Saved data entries
use std::sync::atomic::{AtomicUsize, Ordering};

use crate::{
    object::{ObjectKind, ObjectRef},
    sync::suspendible_thread_set::SuspendibleThreadSetLeaver,
    utils::log2i_graceful,
};

use super::{
    closures::{MarkFlags, MarkRefsClosure},
    heap::MarkHeap,
    liveness::LiveData,
    marking_context::MarkingContext,
    options::MarkOptions,
    reference_queue::ReferenceProcessor,
    satb_mark_queue::SatbFeed,
    string_dedup::StringDedup,
    taskqueue::MarkTask,
    terminator::{TaskTerminator, TerminatorTerminator},
};

#[derive(Clone, Copy, PartialEq, Eq, Debug)]
pub enum MarkLoopOutcome {
    /// All workers agreed that there is no work left.
    Terminated,
    /// The cycle was cancelled. Queues may still hold tasks.
    Cancelled,
}

/// Sends an offering worker back to its loop when stale-reference buffers are waiting or the
/// cycle got cancelled.
pub struct MarkTerminatorTerminator<'a, H: MarkHeap + ?Sized> {
    heap: &'a H,
    satb: &'a dyn SatbFeed,
    cancellable: bool,
}

impl<'a, H: MarkHeap + ?Sized> MarkTerminatorTerminator<'a, H> {
    pub fn new(heap: &'a H, satb: &'a dyn SatbFeed, cancellable: bool) -> Self {
        Self {
            heap,
            satb,
            cancellable,
        }
    }
}

impl<H: MarkHeap + ?Sized> TerminatorTerminator for MarkTerminatorTerminator<'_, H> {
    fn should_exit_termination(&self) -> bool {
        self.satb.completed_buffers_num() > 0 || (self.cancellable && self.heap.cancelled_gc())
    }
}

/// Parallel marking over a [`MarkingContext`]. One [`Mark::mark_loop`] runs per worker.
pub struct Mark<'a, H: MarkHeap + ?Sized> {
    heap: &'a H,
    ctx: &'a MarkingContext,
    satb: &'a dyn SatbFeed,
    options: &'a MarkOptions,
    processed: Box<[AtomicUsize]>,
}

impl<'a, H: MarkHeap + ?Sized> Mark<'a, H> {
    pub fn new(heap: &'a H, ctx: &'a MarkingContext, satb: &'a dyn SatbFeed, options: &'a MarkOptions) -> Self {
        Self {
            heap,
            ctx,
            satb,
            options,
            processed: (0..ctx.task_queues().size())
                .map(|_| AtomicUsize::new(0))
                .collect(),
        }
    }

    pub fn heap(&self) -> &'a H {
        self.heap
    }

    pub fn marking_context(&self) -> &'a MarkingContext {
        self.ctx
    }

    /// Tasks processed by `worker_id` in its last loop.
    pub fn processed_tasks(&self, worker_id: usize) -> usize {
        self.processed[worker_id].load(Ordering::Relaxed)
    }

    /// Drops all pending marking work: queued tasks, stale-reference buffers and unflushed
    /// liveness. Must not run concurrently with a mark loop.
    pub fn clear(&self) {
        self.ctx.task_queues().clear();
        self.satb.abandon_partial_marking();
        self.ctx.clear_liveness_caches();
    }

    /// Marks until all workers terminate or, when `cancellable`, until the cycle is cancelled.
    pub fn mark_loop(
        &self,
        worker_id: usize,
        terminator: &TaskTerminator<'_>,
        rp: &dyn ReferenceProcessor,
        cancellable: bool,
        strdedup: Option<&dyn StringDedup>,
    ) -> MarkLoopOutcome {
        let flags = MarkFlags::select(self.heap, strdedup.is_some());
        rp.set_mark_closure(worker_id, flags);

        let queues = self.ctx.task_queues();
        assert_eq!(
            queues.get_reserved(),
            self.heap.active_workers(),
            "Need to reserve proper number of queues: reserved: {}, active: {}",
            queues.get_reserved(),
            self.heap.active_workers()
        );

        let mut q = queues.queue(worker_id);
        let mut live_data = self.ctx.liveness_cache(worker_id);
        let mut cl = MarkRefsClosure::new(&mut q, self.ctx, self.heap, rp, worker_id, flags);

        log::trace!(target: "gc-mark", "worker {} enters mark loop: {:?}, cancellable: {}", worker_id, flags, cancellable);

        let mut processed = 0;
        let outcome = self.mark_loop_work(
            &mut cl,
            &mut live_data,
            worker_id,
            terminator,
            cancellable,
            strdedup,
            &mut processed,
        );
        self.processed[worker_id].store(processed, Ordering::Relaxed);

        if outcome == MarkLoopOutcome::Terminated {
            self.ctx.flush_liveness_cache(&mut live_data);
        }

        log::debug!(target: "gc-mark", "worker {} leaves mark loop: {:?}, {} tasks", worker_id, outcome, processed);
        outcome
    }

    #[allow(clippy::too_many_arguments)]
    fn mark_loop_work(
        &self,
        cl: &mut MarkRefsClosure<'_, H>,
        live_data: &mut LiveData,
        worker_id: usize,
        terminator: &TaskTerminator<'_>,
        cancellable: bool,
        strdedup: Option<&dyn StringDedup>,
        processed: &mut usize,
    ) -> MarkLoopOutcome {
        let stride = self.options.mark_loop_stride;
        let sts_active = self.options.suspendible_workers;
        let queues = self.ctx.task_queues();
        let heap = self.heap;

        // Drain the queues nobody owns this phase before turning to our own.
        while let Some(mut claimed) = queues.claim_next() {
            log::trace!(target: "gc-mark", "worker {} drains queue {}", worker_id, claimed.id());
            loop {
                if cancellable && heap.check_cancelled_gc_and_yield(sts_active) {
                    return MarkLoopOutcome::Cancelled;
                }

                let mut work = 0;
                for _ in 0..stride {
                    match claimed.pop() {
                        Some(task) => {
                            self.do_task(cl, live_data, task, strdedup);
                            work += 1;
                        }
                        None => break,
                    }
                }
                *processed += work;

                if work < stride {
                    break;
                }
            }
        }

        let tt = MarkTerminatorTerminator::new(heap, self.satb, cancellable);

        loop {
            if cancellable && heap.check_cancelled_gc_and_yield(sts_active) {
                return MarkLoopOutcome::Cancelled;
            }

            {
                let mut drain = |buf: &[ObjectRef]| {
                    for &obj in buf {
                        cl.do_stale_ref(obj);
                    }
                };
                while self.satb.apply_closure_to_completed_buffer(&mut drain) {}
            }

            let mut work = 0;
            for _ in 0..stride {
                let task = match cl.queue().pop() {
                    Some(task) => Some(task),
                    None => queues.steal(worker_id, cl.queue()),
                };

                match task {
                    Some(task) => {
                        self.do_task(cl, live_data, task, strdedup);
                        work += 1;
                    }
                    None => break,
                }
            }
            *processed += work;

            if work == 0 {
                // No work encountered in current stride, try to terminate. Parked threads must
                // not hold up a synchronization of the suspendible thread set.
                let _stsl = SuspendibleThreadSetLeaver::new(
                    heap.cancellation().suspendible_thread_set(),
                    cancellable && sts_active,
                );
                if terminator.offer_termination(Some(&tt)) {
                    return MarkLoopOutcome::Terminated;
                }
            }
        }
    }

    /// Scans one task. Whole-object tasks are marked first and dropped if another worker won the
    /// mark. Chunk tasks belong to an array that is already marked.
    pub fn do_task(
        &self,
        cl: &mut MarkRefsClosure<'_, H>,
        live_data: &mut LiveData,
        task: MarkTask,
        strdedup: Option<&dyn StringDedup>,
    ) {
        let heap = self.heap;
        let mut obj = task.obj();
        if cl.flags().update_refs {
            obj = heap.resolve_forwarded(obj);
        }

        assert!(heap.is_in(obj), "task references {:?}, which is outside of the heap", obj);

        if !task.is_not_chunked() {
            cl.set_weak(task.is_weak());
            self.do_chunked_array(cl, obj, task.chunk(), task.pow());
            return;
        }

        let weak = task.is_weak();
        let mut was_upgraded = false;
        let marked = if weak {
            self.ctx.mark_weak(obj)
        } else {
            self.ctx.mark_strong(obj, &mut was_upgraded)
        };

        if !marked {
            return;
        }

        cl.set_weak(weak);

        match heap.kind(obj) {
            ObjectKind::Instance => {
                cl.do_class_holder(obj);
                heap.oop_iterate(obj, cl);
                if !weak {
                    if let Some(dedup) = strdedup {
                        if heap.is_string(obj) && dedup.is_candidate(obj) {
                            dedup.enqueue_candidate(obj);
                        }
                    }
                }
            }
            ObjectKind::Reference(rtype) => {
                cl.do_class_holder(obj);
                heap.oop_iterate(obj, cl);
                cl.do_referent(obj, rtype);
            }
            ObjectKind::ObjArray { length } => {
                cl.do_class_holder(obj);
                self.do_chunked_array_start(cl, obj, length);
            }
            ObjectKind::TypeArray => {
                // No references inside.
            }
        }

        if task.count_liveness() && !was_upgraded {
            live_data.add(heap.region_index(obj), heap.size(obj));
        }
    }

    fn do_chunked_array_start(&self, cl: &mut MarkRefsClosure<'_, H>, array: ObjectRef, len: usize) {
        assert!(len <= i32::MAX as usize, "array length {} is out of range", len);
        let stride = self.options.obj_array_marking_stride;
        let weak = cl.is_weak();

        if len <= stride * 2 {
            // A few slices only, process directly.
            self.heap.array_iterate(array, 0, len, cl);
            return;
        }

        let mut bits = log2i_graceful(len);
        // Compensate for non-power-of-two arrays, cover the array in excess.
        if len != (1 << bits) {
            bits += 1;
        }

        // Only full chunks go on the queue, so chunk tasks never check the array length. The
        // prefix is cut in full-sized chunks; the irregular tail is scanned right here.
        let mut last_idx = 0;
        let mut chunk = 1;
        let mut pow = bits;

        // Handle overflow
        if pow >= 31 {
            assert_eq!(pow, 31, "sanity");
            pow -= 1;
            chunk = 2;
            last_idx = 1 << pow;
            cl.push_task(MarkTask::new_chunked(array, true, weak, 1, pow));
        }

        // Split out tasks and record the last successful right boundary to figure out the
        // irregular tail.
        while (1 << pow) > stride && chunk * 2 < MarkTask::chunk_size() {
            pow -= 1;
            let left_chunk = chunk * 2 - 1;
            let right_chunk = chunk * 2;
            let left_chunk_end = left_chunk * (1 << pow);
            if left_chunk_end < len {
                cl.push_task(MarkTask::new_chunked(array, true, weak, left_chunk, pow));
                chunk = right_chunk;
                last_idx = left_chunk_end;
            } else {
                chunk = left_chunk;
            }
        }

        if last_idx < len {
            self.heap.array_iterate(array, last_idx, len, cl);
        }
    }

    fn do_chunked_array(&self, cl: &mut MarkRefsClosure<'_, H>, array: ObjectRef, mut chunk: usize, mut pow: usize) {
        let stride = self.options.obj_array_marking_stride;
        let weak = cl.is_weak();

        // Keep splitting until the chunk is small enough, avoiding tasks that start beyond the
        // array.
        while (1 << pow) > stride && chunk * 2 < MarkTask::chunk_size() {
            pow -= 1;
            chunk *= 2;
            cl.push_task(MarkTask::new_chunked(array, true, weak, chunk - 1, pow));
        }

        let chunk_size = 1 << pow;
        let from = (chunk - 1) * chunk_size;
        let to = chunk * chunk_size;
        self.heap.array_iterate(array, from, to, cl);
    }
}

◆ THE TASK ◆
Given the data above, which lines hold the string "tail"? Return them.

◆ RESPONSE BELOW ◆
        // prefix is cut in full-sized chunks; the irregular tail is scanned right here.
        // irregular tail.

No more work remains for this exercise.